Research reveals insight to British social routines.

Research reveals insight to British social routines. 1852 1043 Chris Wilkie

Research reveals Brits only try new food & drink venues 1-2 times a year

Millennials keeping “the local” tradition alive while Gen Z abandons pubs and clubs

Stampede, the Scottish start up that helps public venues turn their guest Wifi into a marketing platform, today released the results of new research into the habits of people in the UK going out pubs, bars, cafés and restaurants. The report shows that the British public are stuck in a routine of going to the same places repeatedly, that Londoners are surprisingly sociable patrons, that young people are ditching the local pub (as well as clubs) and that venue owners must do more to entice new customers. The report also dispels the myth that people are more likely to leave a bad review that a good one, and other surprising stats include the fact that 28% of Brits said they could go longer without sex than without data.

Key findings include:

  • Half of respondents said that they only try new venues when given a prompt (eg. a promotional deal or recommendation) – yet a quarter of people said that their favourite pub/bar puts no effort into marketing new deals and events
  • More than a third of Brits (38%) say they only try new venues to eat or drink less than once a year. The majority only try a new venue every six months or less
  • Millennials are the most regular pub and club patrons – gen Zs are the least: 25-34yr olds are the most likely to have a pub they consider their ‘local’ (85%) vs just 46% of 18-24yr olds. 30% of 25-34yr olds say they regularly go to clubs, vs just 7% of 18-24yr olds
  • Despite its reputation for being an unsociable city, Londoners are far more likely to have a pub they consider their local (77% vs a national average of 57%) and are the second most likely to know their pub landlords and restaurant owners (47%) only behind Northern Ireland (50%). Londoners are also more likely to try new venues more often – 69% said they try a new venue every month or whenever a new venue opens
  • One in five people said they only go to their favourite venue on special occasions
  • Contrary to popular belief, people seem to be just as willing to leave online reviews for positive eating experiences as well as negative. 36% of people said they had reviewed their favourite restaurant, but roughly the same percentage (35%) had left an online review for their worst eating experience

“On the whole, people are rarely as brave or adventurous as they’d like to think – we are all creatures of habit,” said Patrick Clover, Stampede founder and CEO. “People spend their entire lives going to the same venues over and over again out of routine, yet many are desperate to break the cycle. Thankfully all it takes is the right promotion, a good review or a suggestion from a friend and even the most unadventurous people will brave new experiences.”

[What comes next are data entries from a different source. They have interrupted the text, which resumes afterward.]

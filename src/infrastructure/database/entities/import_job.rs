use sea_orm::entity::prelude::*;
use serde::{Deserialize, Serialize};

pub use crate::domain::course_import::{ImportProvider, ImportStatus};

#[derive(Clone, Debug, PartialEq, Eq, DeriveEntityModel, Serialize, Deserialize)]
#[sea_orm(table_name = "import_jobs")]
pub struct Model {
    #[sea_orm(primary_key, auto_increment = false)]
    pub id: String,
    pub requested_by: String,
    pub provider: ImportProvider,
    pub external_id: String,
    pub status: ImportStatus,
    #[sea_orm(column_type = "Text", nullable)]
    pub error: Option<String>,
    #[sea_orm(nullable)]
    pub course_id: Option<String>,
    pub lessons_imported: i32,
    pub created_at: DateTimeUtc,
    #[sea_orm(nullable)]
    pub started_at: Option<DateTimeUtc>,
    #[sea_orm(nullable)]
    pub finished_at: Option<DateTimeUtc>,
}

#[derive(Copy, Clone, Debug, EnumIter, DeriveRelation)]
pub enum Relation {}

impl ActiveModelBehavior for ActiveModel {}
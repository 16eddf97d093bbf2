//! Calendar events for courses and users

use axum::extract::{Path, Query, State};
use axum::Extension;
use chrono::Utc;

use super::dto::{CreateEventRequest, RangeParams, UpcomingParams, UpdateEventRequest};
use crate::application::AppServices;
use crate::infrastructure::database::entities::calendar_event;
use crate::interfaces::http::common::{created, ok, ApiResult, CreatedResult, EmptyData, ValidatedJson};
use crate::interfaces::http::middleware::AuthenticatedUser;

#[utoipa::path(
    get,
    path = "/api/v1/calendar",
    tag = "Calendar",
    security(("bearer_auth" = [])),
    params(RangeParams),
    responses(
        (status = 200, description = "Events overlapping the range, by start time"),
        (status = 400, description = "Range end before start")
    )
)]
pub async fn list_events(
    State(app): State<AppServices>,
    Extension(user): Extension<AuthenticatedUser>,
    Query(range): Query<RangeParams>,
) -> ApiResult<Vec<calendar_event::Model>> {
    let (from, to) = range.resolve(Utc::now());
    ok(app.calendar.list_for_user(&user.user_id, from, to).await?)
}

#[utoipa::path(
    get,
    path = "/api/v1/calendar/upcoming",
    tag = "Calendar",
    security(("bearer_auth" = [])),
    params(UpcomingParams),
    responses((status = 200, description = "Next events that have not ended"))
)]
pub async fn upcoming_events(
    State(app): State<AppServices>,
    Extension(user): Extension<AuthenticatedUser>,
    Query(params): Query<UpcomingParams>,
) -> ApiResult<Vec<calendar_event::Model>> {
    ok(app.calendar.upcoming(&user.user_id, params.limit.clamp(1, 50)).await?)
}

#[utoipa::path(
    post,
    path = "/api/v1/calendar",
    tag = "Calendar",
    security(("bearer_auth" = [])),
    request_body = CreateEventRequest,
    responses(
        (status = 201, description = "Event created"),
        (status = 403, description = "Course events need the course teacher")
    )
)]
pub async fn create_event(
    State(app): State<AppServices>,
    Extension(user): Extension<AuthenticatedUser>,
    ValidatedJson(req): ValidatedJson<CreateEventRequest>,
) -> CreatedResult<calendar_event::Model> {
    let input = req.into_new_event()?;
    created(app.calendar.create(&user.actor(), input).await?)
}

#[utoipa::path(
    put,
    path = "/api/v1/calendar/{event_id}",
    tag = "Calendar",
    security(("bearer_auth" = [])),
    params(("event_id" = String, Path, description = "Event ID")),
    request_body = UpdateEventRequest,
    responses((status = 200, description = "Event updated"))
)]
pub async fn update_event(
    State(app): State<AppServices>,
    Extension(user): Extension<AuthenticatedUser>,
    Path(event_id): Path<String>,
    ValidatedJson(req): ValidatedJson<UpdateEventRequest>,
) -> ApiResult<calendar_event::Model> {
    ok(app.calendar.update(&user.actor(), &event_id, req.into()).await?)
}

#[utoipa::path(
    delete,
    path = "/api/v1/calendar/{event_id}",
    tag = "Calendar",
    security(("bearer_auth" = [])),
    params(("event_id" = String, Path, description = "Event ID")),
    responses((status = 200, description = "Event deleted"))
)]
pub async fn delete_event(
    State(app): State<AppServices>,
    Extension(user): Extension<AuthenticatedUser>,
    Path(event_id): Path<String>,
) -> ApiResult<EmptyData> {
    app.calendar.delete(&user.actor(), &event_id).await?;
    ok(EmptyData {})
}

“Yes, we were surprised to learn Londoners were so sociable. I’ll try to spark up a conversation next time I’m on the underground!”

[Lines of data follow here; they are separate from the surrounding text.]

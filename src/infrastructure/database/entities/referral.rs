use sea_orm::entity::prelude::*;
use serde::{Deserialize, Serialize};

pub use crate::domain::referral::ReferralStatus;

#[derive(Clone, Debug, PartialEq, Eq, DeriveEntityModel, Serialize, Deserialize)]
#[sea_orm(table_name = "referrals")]
pub struct Model {
    #[sea_orm(primary_key, auto_increment = false)]
    pub id: String,
    pub referrer_id: String,
    /// A user can be referred only once
    #[sea_orm(unique)]
    pub referred_id: String,
    pub code: String,
    pub status: ReferralStatus,
    pub reward_cents: i64,
    pub created_at: DateTimeUtc,
    #[sea_orm(nullable)]
    pub converted_at: Option<DateTimeUtc>,
}

#[derive(Copy, Clone, Debug, EnumIter, DeriveRelation)]
pub enum Relation {}

impl ActiveModelBehavior for ActiveModel {}
//! Uploaded files, Stream videos and live inputs

use sea_orm::entity::prelude::*;
use serde::{Deserialize, Serialize};

pub use crate::domain::media::{MediaKind, MediaStatus};

#[derive(Clone, Debug, PartialEq, Eq, DeriveEntityModel, Serialize, Deserialize)]
#[sea_orm(table_name = "media_assets")]
pub struct Model {
    #[sea_orm(primary_key, auto_increment = false)]
    pub id: String,
    pub owner_id: String,
    #[sea_orm(nullable)]
    pub course_id: Option<String>,
    pub kind: MediaKind,
    /// Object storage key (FILE)
    #[sea_orm(nullable)]
    pub object_key: Option<String>,
    /// Stream video or live input uid (VIDEO, LIVE)
    #[sea_orm(nullable)]
    pub stream_uid: Option<String>,
    #[sea_orm(nullable)]
    pub file_name: Option<String>,
    #[sea_orm(nullable)]
    pub content_type: Option<String>,
    pub size_bytes: i64,
    pub status: MediaStatus,
    pub created_at: DateTimeUtc,
    pub updated_at: DateTimeUtc,
}

#[derive(Copy, Clone, Debug, EnumIter, DeriveRelation)]
pub enum Relation {
    #[sea_orm(
        belongs_to = "super::course::Entity",
        from = "Column::CourseId",
        to = "super::course::Column::Id",
        on_delete = "SetNull"
    )]
    Course,
}

impl ActiveModelBehavior for ActiveModel {}
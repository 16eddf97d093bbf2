//! Background import of courses from external catalogs

use axum::extract::{Path, State};
use axum::Extension;

use super::dto::StartImportRequest;
use crate::application::AppServices;
use crate::domain::course_import::ImportProvider;
use crate::infrastructure::database::entities::import_job;
use crate::interfaces::http::common::{accepted, ok, parse_enum, ApiResult, CreatedResult, ValidatedJson};
use crate::interfaces::http::middleware::AuthenticatedUser;

#[utoipa::path(
    get,
    path = "/api/v1/imports/providers",
    tag = "Imports",
    security(("bearer_auth" = [])),
    responses((status = 200, description = "Providers with a configured catalog client"))
)]
pub async fn list_providers(State(app): State<AppServices>) -> ApiResult<Vec<ImportProvider>> {
    ok(app.course_import.providers())
}

#[utoipa::path(
    post,
    path = "/api/v1/imports",
    tag = "Imports",
    security(("bearer_auth" = [])),
    request_body = StartImportRequest,
    responses(
        (status = 202, description = "Job queued as PENDING"),
        (status = 400, description = "Provider not configured")
    )
)]
pub async fn start_import(
    State(app): State<AppServices>,
    Extension(user): Extension<AuthenticatedUser>,
    ValidatedJson(req): ValidatedJson<StartImportRequest>,
) -> CreatedResult<import_job::Model> {
    let provider = parse_enum::<ImportProvider>(&req.provider)?;
    accepted(
        app.course_import
            .start_import(&user.actor(), provider, &req.external_id)
            .await?,
    )
}

#[utoipa::path(
    get,
    path = "/api/v1/imports",
    tag = "Imports",
    security(("bearer_auth" = [])),
    responses((status = 200, description = "Caller's jobs; admins see all"))
)]
pub async fn list_imports(
    State(app): State<AppServices>,
    Extension(user): Extension<AuthenticatedUser>,
) -> ApiResult<Vec<import_job::Model>> {
    ok(app.course_import.list(&user.actor()).await?)
}

#[utoipa::path(
    get,
    path = "/api/v1/imports/{job_id}",
    tag = "Imports",
    security(("bearer_auth" = [])),
    params(("job_id" = String, Path, description = "Import job ID")),
    responses((status = 200, description = "Job with status and resulting course id"))
)]
pub async fn get_import(
    State(app): State<AppServices>,
    Extension(user): Extension<AuthenticatedUser>,
    Path(job_id): Path<String>,
) -> ApiResult<import_job::Model> {
    ok(app.course_import.get(&user.actor(), &job_id).await?)
}

#[utoipa::path(
    post,
    path = "/api/v1/imports/{job_id}/cancel",
    tag = "Imports",
    security(("bearer_auth" = [])),
    params(("job_id" = String, Path, description = "Import job ID")),
    responses(
        (status = 200, description = "Job CANCELLED"),
        (status = 400, description = "Job already finished")
    )
)]
pub async fn cancel_import(
    State(app): State<AppServices>,
    Extension(user): Extension<AuthenticatedUser>,
    Path(job_id): Path<String>,
) -> ApiResult<import_job::Model> {
    ok(app.course_import.cancel(&user.actor(), &job_id).await?)
}
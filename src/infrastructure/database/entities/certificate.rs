use sea_orm::entity::prelude::*;
use serde::{Deserialize, Serialize};

#[derive(Clone, Debug, PartialEq, Eq, DeriveEntityModel, Serialize, Deserialize)]
#[sea_orm(table_name = "certificates")]
pub struct Model {
    #[sea_orm(primary_key, auto_increment = false)]
    pub id: String,
    pub student_id: String,
    pub course_id: String,
    #[sea_orm(unique)]
    pub verification_code: String,
    pub issued_at: DateTimeUtc,
    #[sea_orm(nullable)]
    pub pdf_url: Option<String>,
}

#[derive(Copy, Clone, Debug, EnumIter, DeriveRelation)]
pub enum Relation {}

impl ActiveModelBehavior for ActiveModel {}
//! Infrastructure layer: persistence, cache, crypto and third-party adapters

pub mod cache;
pub mod catalogs;
pub mod cloudflare;
pub mod crypto;
pub mod database;
pub mod email;

pub use cache::{CacheService, CacheTtl};
pub use database::{init_database, run_migrations, DatabaseConfig};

Stampede also wanted to learn whether Brits were dependent on their mobile devices and understand their experiences of getting connected to wifi in popular venues. Related findings include:

  • 62% of people said they feel better when they are connected to public wifi, even if they have data remaining
  • 33% of women said they could go longer without sex than they could data
  • A quarter of men surveyed said they could forgo love and friendship for longer than data
  • More than half of respondents reported experiencing problems connecting to public wifi in the past – many reported problems with passwords not working (25%), not being able to find the right password (23%) and registration processes taking too long (22%)

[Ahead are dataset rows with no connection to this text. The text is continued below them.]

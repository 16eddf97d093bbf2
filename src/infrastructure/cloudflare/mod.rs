//! Cloudflare adapters: R2 object storage and Stream video

pub mod r2;
pub mod sigv4;
pub mod stream;

use std::time::Duration;

use async_trait::async_trait;
use serde::{Deserialize, Serialize};

use crate::shared::errors::InfraResult;

pub use r2::R2ObjectStore;
pub use stream::CloudflareStream;

#[async_trait]
pub trait ObjectStore: Send + Sync {
    async fn put_object(&self, key: &str, body: Vec<u8>, content_type: &str) -> InfraResult<()>;

    async fn delete_object(&self, key: &str) -> InfraResult<()>;

    /// Time-limited GET url for a private object.
    fn presigned_get_url(&self, key: &str, expires_in: Duration) -> String;

    /// CDN url when the bucket is fronted by a public domain.
    fn public_url(&self, key: &str) -> Option<String>;
}

#[derive(Debug, Clone, PartialEq, Serialize, Deserialize)]
pub struct DirectUpload {
    pub uid: String,
    pub upload_url: String,
}

#[derive(Debug, Clone, PartialEq, Serialize, Deserialize)]
pub struct VideoStatus {
    pub uid: String,
    /// Provider processing state, e.g. "pendingupload", "inprogress", "ready", "error"
    pub state: String,
    pub ready_to_stream: bool,
    pub duration_seconds: Option<f64>,
    pub playback_hls: Option<String>,
}

#[derive(Debug, Clone, PartialEq, Serialize, Deserialize)]
pub struct LiveInput {
    pub uid: String,
    pub rtmps_url: String,
    pub stream_key: String,
}

#[async_trait]
pub trait VideoProvider: Send + Sync {
    async fn create_direct_upload(&self, max_duration_seconds: u32) -> InfraResult<DirectUpload>;

    async fn video_status(&self, uid: &str) -> InfraResult<VideoStatus>;

    async fn delete_video(&self, uid: &str) -> InfraResult<()>;

    async fn create_live_input(&self, name: &str) -> InfraResult<LiveInput>;

    async fn delete_live_input(&self, uid: &str) -> InfraResult<()>;
}
//! Lesson completion, course progress and learning paths

use axum::extract::{Path, State};
use axum::Extension;

use super::dto::{AddPathCourseRequest, CompleteLessonRequest, CreatePathRequest};
use crate::application::services::learning::{CourseProgress, PathDetails};
use crate::application::AppServices;
use crate::infrastructure::database::entities::{learning_path, learning_path_course};
use crate::interfaces::http::common::{created, ok, ApiResult, CreatedResult, ValidatedJson};
use crate::interfaces::http::middleware::AuthenticatedUser;

#[utoipa::path(
    post,
    path = "/api/v1/lessons/{lesson_id}/complete",
    tag = "Learning",
    security(("bearer_auth" = [])),
    params(("lesson_id" = String, Path, description = "Lesson ID")),
    request_body = CompleteLessonRequest,
    responses(
        (status = 200, description = "Updated course progress"),
        (status = 403, description = "Not enrolled in the course")
    )
)]
pub async fn complete_lesson(
    State(app): State<AppServices>,
    Extension(user): Extension<AuthenticatedUser>,
    Path(lesson_id): Path<String>,
    ValidatedJson(req): ValidatedJson<CompleteLessonRequest>,
) -> ApiResult<CourseProgress> {
    ok(app
        .learning
        .complete_lesson(&user.user_id, &lesson_id, req.time_spent_seconds)
        .await?)
}

#[utoipa::path(
    get,
    path = "/api/v1/courses/{id}/progress",
    tag = "Learning",
    security(("bearer_auth" = [])),
    params(("id" = String, Path, description = "Course ID")),
    responses((status = 200, description = "Completed lessons of the caller in the course"))
)]
pub async fn course_progress(
    State(app): State<AppServices>,
    Extension(user): Extension<AuthenticatedUser>,
    Path(id): Path<String>,
) -> ApiResult<CourseProgress> {
    ok(app.learning.course_progress(&user.user_id, &id).await?)
}

#[utoipa::path(
    get,
    path = "/api/v1/learning-paths",
    tag = "Learning",
    security(("bearer_auth" = [])),
    responses((status = 200, description = "All learning paths"))
)]
pub async fn list_paths(State(app): State<AppServices>) -> ApiResult<Vec<learning_path::Model>> {
    ok(app.learning.list_paths().await?)
}

#[utoipa::path(
    post,
    path = "/api/v1/learning-paths",
    tag = "Learning",
    security(("bearer_auth" = [])),
    request_body = CreatePathRequest,
    responses(
        (status = 201, description = "Path created"),
        (status = 403, description = "Teacher role required")
    )
)]
pub async fn create_path(
    State(app): State<AppServices>,
    Extension(user): Extension<AuthenticatedUser>,
    ValidatedJson(req): ValidatedJson<CreatePathRequest>,
) -> CreatedResult<learning_path::Model> {
    created(app.learning.create_path(&user.actor(), &req.title, req.description).await?)
}

#[utoipa::path(
    get,
    path = "/api/v1/learning-paths/{path_id}",
    tag = "Learning",
    security(("bearer_auth" = [])),
    params(("path_id" = String, Path, description = "Learning path ID")),
    responses((status = 200, description = "Ordered courses with the caller's completion"))
)]
pub async fn get_path(
    State(app): State<AppServices>,
    Extension(user): Extension<AuthenticatedUser>,
    Path(path_id): Path<String>,
) -> ApiResult<PathDetails> {
    ok(app.learning.get_path(&path_id, &user.user_id).await?)
}

#[utoipa::path(
    post,
    path = "/api/v1/learning-paths/{path_id}/courses",
    tag = "Learning",
    security(("bearer_auth" = [])),
    params(("path_id" = String, Path, description = "Learning path ID")),
    request_body = AddPathCourseRequest,
    responses(
        (status = 201, description = "Course appended to the path"),
        (status = 409, description = "Course already on the path")
    )
)]
pub async fn add_path_course(
    State(app): State<AppServices>,
    Extension(user): Extension<AuthenticatedUser>,
    Path(path_id): Path<String>,
    ValidatedJson(req): ValidatedJson<AddPathCourseRequest>,
) -> CreatedResult<learning_path_course::Model> {
    created(
        app.learning
            .add_course_to_path(&user.actor(), &path_id, &req.course_id)
            .await?,
    )
}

“Being connected at all times has become part and parcel of modern life, and that includes drinks after work, big nights out and even dates. People want to stay connected, share their lives with others on social media and need their phones to use services like Uber to get them to and from their chosen venues. It’s a long time since Wifi was optional for venues, but sadly there’s still no accepted best practice on how to register – hence the problems people encounter with passwords hidden on blackboards which often don’t actually work. That’s why it’s Stampede’s mission to standardise Wifi across the UK so that people can get connected quicker, use the internet in public spaces more securely, and give venue owners the chance to make Wifi work better for them.